**EXERCISE AIM**
Among the records below, find the lines that contain "delivered" and copy each of them.

[Start of section]

//! UseCase: typing indicators with automatic expiry.
//!
//! Each (user, conversation) pair has at most one live entry and one timer.
//! Refreshing an entry replaces the timer; a timer that fires after being
//! cancelled or replaced does nothing (see `PresenceTable::claim_expired_timer`).

use std::{sync::Arc, time::Duration};

use huddle_shared::time::Clock;

use crate::domain::{
    BroadcastDispatcher, ConversationId, ServerEvent, Timestamp, TypingEntry, TypingKey, UserId,
};

use super::room_state::{PresenceTable, RoomStateStore};

/// Default inactivity window before a typing indicator expires
pub const DEFAULT_TYPING_TIMEOUT: Duration = Duration::from_millis(5000);

#[derive(Clone)]
pub struct TypingTracker {
    store: Arc<RoomStateStore>,
    dispatcher: Arc<dyn BroadcastDispatcher>,
    clock: Arc<dyn Clock>,
    timeout: Duration,
}

impl TypingTracker {
    pub fn new(
        store: Arc<RoomStateStore>,
        dispatcher: Arc<dyn BroadcastDispatcher>,
        clock: Arc<dyn Clock>,
        timeout: Duration,
    ) -> Self {
        Self {
            store,
            dispatcher,
            clock,
            timeout,
        }
    }

    /// Start, refresh or stop typing and publish the resulting room snapshot
    pub async fn set_typing(
        &self,
        user_id: &UserId,
        conversation_id: &ConversationId,
        is_typing: bool,
    ) {
        let mut table = self.store.lock().await;
        self.apply_locked(&mut table, user_id, conversation_id, is_typing);
    }

    /// Same as `set_typing`, for callers already holding the table lock
    pub(crate) fn apply_locked(
        &self,
        table: &mut PresenceTable,
        user_id: &UserId,
        conversation_id: &ConversationId,
        is_typing: bool,
    ) {
        if is_typing {
            self.start_locked(table, user_id, conversation_id);
        } else {
            self.stop_locked(table, user_id, conversation_id, true);
        }
        self.dispatcher.to_room(
            conversation_id,
            &ServerEvent::ChatStateSync(table.snapshot(conversation_id)),
        );
    }

    /// Clear typing before a message is persisted.
    ///
    /// Emits `isTyping: false` and a snapshot only if the user was typing.
    pub async fn stop_before_send(&self, user_id: &UserId, conversation_id: &ConversationId) {
        let mut table = self.store.lock().await;
        self.stop_silently_locked(&mut table, user_id, conversation_id);
    }

    /// Clear typing again and deliver `event` to the room under the same lock.
    ///
    /// A typing entry set after `stop_before_send` cannot be seen next to the
    /// delivered message.
    pub async fn publish_after_stop(
        &self,
        user_id: &UserId,
        conversation_id: &ConversationId,
        event: &ServerEvent,
    ) {
        let mut table = self.store.lock().await;
        self.stop_silently_locked(&mut table, user_id, conversation_id);
        self.dispatcher.to_room(conversation_id, event);
    }

    fn stop_silently_locked(
        &self,
        table: &mut PresenceTable,
        user_id: &UserId,
        conversation_id: &ConversationId,
    ) {
        if self.stop_locked(table, user_id, conversation_id, false) {
            self.dispatcher.to_room(
                conversation_id,
                &ServerEvent::ChatStateSync(table.snapshot(conversation_id)),
            );
        }
    }

    fn start_locked(
        &self,
        table: &mut PresenceTable,
        user_id: &UserId,
        conversation_id: &ConversationId,
    ) {
        let now = Timestamp::new(self.clock.now_millis());
        let key = TypingKey::new(user_id.clone(), conversation_id.clone());

        table.cancel_timer(&key);
        table.room_mut(conversation_id).set_typing(TypingEntry {
            user_id: user_id.clone(),
            conversation_id: conversation_id.clone(),
            started_at: now,
        });

        let generation = table.next_generation();
        let tracker = self.clone();
        let timer_key = key.clone();
        let handle = tokio::spawn(async move {
            tokio::time::sleep(tracker.timeout).await;
            tracker.expire(timer_key, generation).await;
        })
        .abort_handle();
        table.install_timer(key, generation, handle);

        tracing::debug!(
            "Typing started: user={}, conversation={}",
            user_id,
            conversation_id
        );
        self.dispatcher.to_room(
            conversation_id,
            &ServerEvent::typing(user_id.clone(), conversation_id.clone(), now, true),
        );
    }

    /// Remove the entry and its timer.
    ///
    /// `isTyping: false` goes out when an entry existed or `announce` is set.
    /// Returns whether an entry existed.
    pub(crate) fn stop_locked(
        &self,
        table: &mut PresenceTable,
        user_id: &UserId,
        conversation_id: &ConversationId,
        announce: bool,
    ) -> bool {
        let key = TypingKey::new(user_id.clone(), conversation_id.clone());
        let existed = table.clear_typing(&key).is_some();
        if existed || announce {
            let now = Timestamp::new(self.clock.now_millis());
            self.dispatcher.to_room(
                conversation_id,
                &ServerEvent::typing(user_id.clone(), conversation_id.clone(), now, false),
            );
        }
        existed
    }

    async fn expire(&self, key: TypingKey, generation: u64) {
        let mut table = self.store.lock().await;
        if !table.claim_expired_timer(&key, generation) {
            return;
        }
        if let Some(room) = table.room_mut_if_exists(&key.conversation_id) {
            room.clear_typing(&key.user_id);
        }

        tracing::debug!(
            "Typing expired: user={}, conversation={}",
            key.user_id,
            key.conversation_id
        );
        let now = Timestamp::new(self.clock.now_millis());
        self.dispatcher.to_room(
            &key.conversation_id,
            &ServerEvent::typing(
                key.user_id.clone(),
                key.conversation_id.clone(),
                now,
                false,
            ),
        );
        self.dispatcher.to_room(
            &key.conversation_id,
            &ServerEvent::ChatStateSync(table.snapshot(&key.conversation_id)),
        );
    }
}

#[cfg(test)]
mod tests {
    use huddle_shared::time::FixedClock;

    use super::*;
    use crate::{domain::ConnectionId, infrastructure::dispatcher::RecordingDispatcher};

    struct Fixture {
        tracker: TypingTracker,
        store: Arc<RoomStateStore>,
        dispatcher: Arc<RecordingDispatcher>,
        observer: ConnectionId,
        alice: UserId,
        conversation: ConversationId,
    }

    fn fixture() -> Fixture {
        let store = Arc::new(RoomStateStore::new());
        let dispatcher = Arc::new(RecordingDispatcher::new());
        let clock = Arc::new(FixedClock::new(1_000));
        let tracker = TypingTracker::new(
            store.clone(),
            dispatcher.clone(),
            clock,
            DEFAULT_TYPING_TIMEOUT,
        );

        let conversation = ConversationId::new("c1".to_string()).unwrap();
        let observer = ConnectionId::generate();
        let (tx, _rx) = tokio::sync::mpsc::unbounded_channel();
        dispatcher.register(observer, UserId::new("bob".to_string()).unwrap(), tx);
        dispatcher.subscribe(&observer, &conversation);

        Fixture {
            tracker,
            store,
            dispatcher,
            observer,
            alice: UserId::new("alice".to_string()).unwrap(),
            conversation,
        }
    }

    fn typing_flags(dispatcher: &RecordingDispatcher, observer: &ConnectionId) -> Vec<bool> {
        dispatcher
            .events_for(observer)
            .into_iter()
            .filter_map(|event| match event {
                ServerEvent::UserTyping(t) => Some(t.is_typing),
                _ => None,
            })
            .collect()
    }

    #[tokio::test(start_paused = true)]
    async fn test_typing_expires_after_timeout() {
        // テスト項目: 入力中のまま放置するとタイムアウトで自動的に解除される
        // given (前提条件):
        let f = fixture();
        f.tracker.set_typing(&f.alice, &f.conversation, true).await;

        // when (操作):
        tokio::time::sleep(DEFAULT_TYPING_TIMEOUT + Duration::from_millis(10)).await;

        // then (期待する結果):
        assert!(!f.store.is_typing(&f.conversation, &f.alice).await);
        assert_eq!(typing_flags(&f.dispatcher, &f.observer), vec![true, false]);
    }

    #[tokio::test(start_paused = true)]
    async fn test_refresh_restarts_the_window() {
        // テスト項目: 入力中の再通知でタイマーがリセットされ、期限切れは一度だけ
        // given (前提条件):
        let f = fixture();
        f.tracker.set_typing(&f.alice, &f.conversation, true).await;
        tokio::time::sleep(Duration::from_millis(3000)).await;

        // when (操作):
        f.tracker.set_typing(&f.alice, &f.conversation, true).await;
        tokio::time::sleep(Duration::from_millis(3000)).await;

        // then (期待する結果): 最初のタイマー期限 (5000ms) を過ぎても入力中のまま
        assert!(f.store.is_typing(&f.conversation, &f.alice).await);

        tokio::time::sleep(Duration::from_millis(2100)).await;
        assert!(!f.store.is_typing(&f.conversation, &f.alice).await);
        assert_eq!(
            typing_flags(&f.dispatcher, &f.observer),
            vec![true, true, false]
        );
    }

    #[tokio::test(start_paused = true)]
    async fn test_explicit_stop_cancels_timer() {
        // テスト項目: 明示的な停止の後、キャンセル済みタイマーは何も発行しない
        // given (前提条件):
        let f = fixture();
        f.tracker.set_typing(&f.alice, &f.conversation, true).await;

        // when (操作):
        f.tracker.set_typing(&f.alice, &f.conversation, false).await;
        tokio::time::sleep(DEFAULT_TYPING_TIMEOUT * 2).await;

        // then (期待する結果):
        assert_eq!(typing_flags(&f.dispatcher, &f.observer), vec![true, false]);
    }

    #[tokio::test(start_paused = true)]
    async fn test_stop_before_send_is_silent_when_idle() {
        // テスト項目: 入力中でないユーザーの送信前クリアはイベントを発行しない
        // given (前提条件):
        let f = fixture();

        // when (操作):
        f.tracker.stop_before_send(&f.alice, &f.conversation).await;

        // then (期待する結果):
        assert!(f.dispatcher.events_for(&f.observer).is_empty());
    }

    #[tokio::test(start_paused = true)]
    async fn test_snapshot_follows_every_change() {
        // テスト項目: 入力状態の変更ごとにスナップショットが配信される
        // given (前提条件):
        let f = fixture();

        // when (操作):
        f.tracker.set_typing(&f.alice, &f.conversation, true).await;

        // then (期待する結果):
        let events = f.dispatcher.events_for(&f.observer);
        assert_eq!(events.len(), 2);
        match &events[1] {
            ServerEvent::ChatStateSync(snapshot) => {
                assert_eq!(snapshot.typing_users.len(), 1);
                assert_eq!(snapshot.typing_users[0].user_id, f.alice);
                assert_eq!(snapshot.typing_users[0].started_at, Timestamp::new(1_000));
            }
            other => panic!("unexpected event: {:?}", other),
        }
    }

    #[tokio::test(start_paused = true)]
    async fn test_publish_after_stop_clears_late_typing() {
        // テスト項目: 送信前クリアの後に再び入力中になっても、配信と同時に解除される
        // given (前提条件):
        let f = fixture();
        f.tracker.stop_before_send(&f.alice, &f.conversation).await;
        f.tracker.set_typing(&f.alice, &f.conversation, true).await;
        f.dispatcher.clear();

        // when (操作):
        f.tracker
            .publish_after_stop(
                &f.alice,
                &f.conversation,
                &ServerEvent::error("marker", "delivered"),
            )
            .await;

        // then (期待する結果):
        assert!(!f.store.is_typing(&f.conversation, &f.alice).await);
        let events = f.dispatcher.events_for(&f.observer);
        assert_eq!(events.len(), 3);
        assert!(matches!(&events[0], ServerEvent::UserTyping(t) if !t.is_typing));
        assert!(matches!(&events[1], ServerEvent::ChatStateSync(s) if s.typing_users.is_empty()));
        assert!(matches!(&events[2], ServerEvent::Error(_)));

        tokio::time::sleep(DEFAULT_TYPING_TIMEOUT * 2).await;
        assert_eq!(f.dispatcher.events_for(&f.observer).len(), 3);
    }
}
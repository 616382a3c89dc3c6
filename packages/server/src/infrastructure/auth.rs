//! JWT credential verification.
//!
//! Access tokens are HS256 JWTs whose `sub` claim is the user id. A token is
//! only accepted when its signature and expiry check out *and* the user still
//! exists in the user store.

use std::sync::Arc;

use async_trait::async_trait;
use jsonwebtoken::{
    Algorithm, DecodingKey, EncodingKey, Header, Validation, decode, encode, errors::ErrorKind,
};
use serde::{Deserialize, Serialize};

use crate::domain::{AuthError, CredentialVerifier, UserId, UserRepository};

/// JWT claims issued to chat clients
#[derive(Debug, Clone, Serialize, Deserialize)]
pub struct Claims {
    /// Subject (user ID)
    pub sub: String,
    /// Issued at (seconds)
    pub iat: i64,
    /// Expiration (seconds)
    pub exp: i64,
}

pub struct JwtCredentialVerifier {
    encoding_key: EncodingKey,
    decoding_key: DecodingKey,
    users: Arc<dyn UserRepository>,
}

impl JwtCredentialVerifier {
    pub fn new(secret: &str, users: Arc<dyn UserRepository>) -> Self {
        Self {
            encoding_key: EncodingKey::from_secret(secret.as_bytes()),
            decoding_key: DecodingKey::from_secret(secret.as_bytes()),
            users,
        }
    }

    /// Mint an access token for `user_id` valid for `ttl_seconds`
    pub fn issue_token(
        &self,
        user_id: &UserId,
        ttl_seconds: i64,
    ) -> Result<String, jsonwebtoken::errors::Error> {
        let now = chrono::Utc::now().timestamp();
        let claims = Claims {
            sub: user_id.as_str().to_string(),
            iat: now,
            exp: now + ttl_seconds,
        };
        encode(&Header::new(Algorithm::HS256), &claims, &self.encoding_key)
    }

    fn decode_claims(&self, token: &str) -> Result<Claims, AuthError> {
        let validation = Validation::new(Algorithm::HS256);
        decode::<Claims>(token, &self.decoding_key, &validation)
            .map(|data| data.claims)
            .map_err(|e| match e.kind() {
                ErrorKind::ExpiredSignature => AuthError::Expired,
                _ => AuthError::InvalidToken(e.to_string()),
            })
    }
}

#[async_trait]
impl CredentialVerifier for JwtCredentialVerifier {
    async fn verify(&self, token: &str) -> Result<UserId, AuthError> {
        if token.trim().is_empty() {
            return Err(AuthError::MissingToken);
        }

        let claims = self.decode_claims(token)?;
        let user_id = UserId::new(claims.sub)
            .map_err(|e| AuthError::InvalidToken(format!("bad subject: {e}")))?;

        match self.users.find_user(&user_id).await {
            Ok(Some(_)) => Ok(user_id),
            Ok(None) => Err(AuthError::UnknownUser(user_id.into_string())),
            Err(e) => Err(AuthError::Unavailable(e.to_string())),
        }
    }
}
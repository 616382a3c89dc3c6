//! InMemory storage engine.
//!
//! A single `tokio::sync::Mutex` guards every table. A transaction holds that
//! lock for its whole lifetime, so transactions are serialized and commit in
//! the order they were opened. Writes are staged inside the transaction and
//! applied to the tables only on commit.

mod store;
mod transaction;

pub use store::InMemoryStore;
pub use transaction::InMemoryTransaction;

[End of section]

**OUTPUT FOR THIS EXERCISE**
    /// delivered message.
                &ServerEvent::error("marker", "delivered"),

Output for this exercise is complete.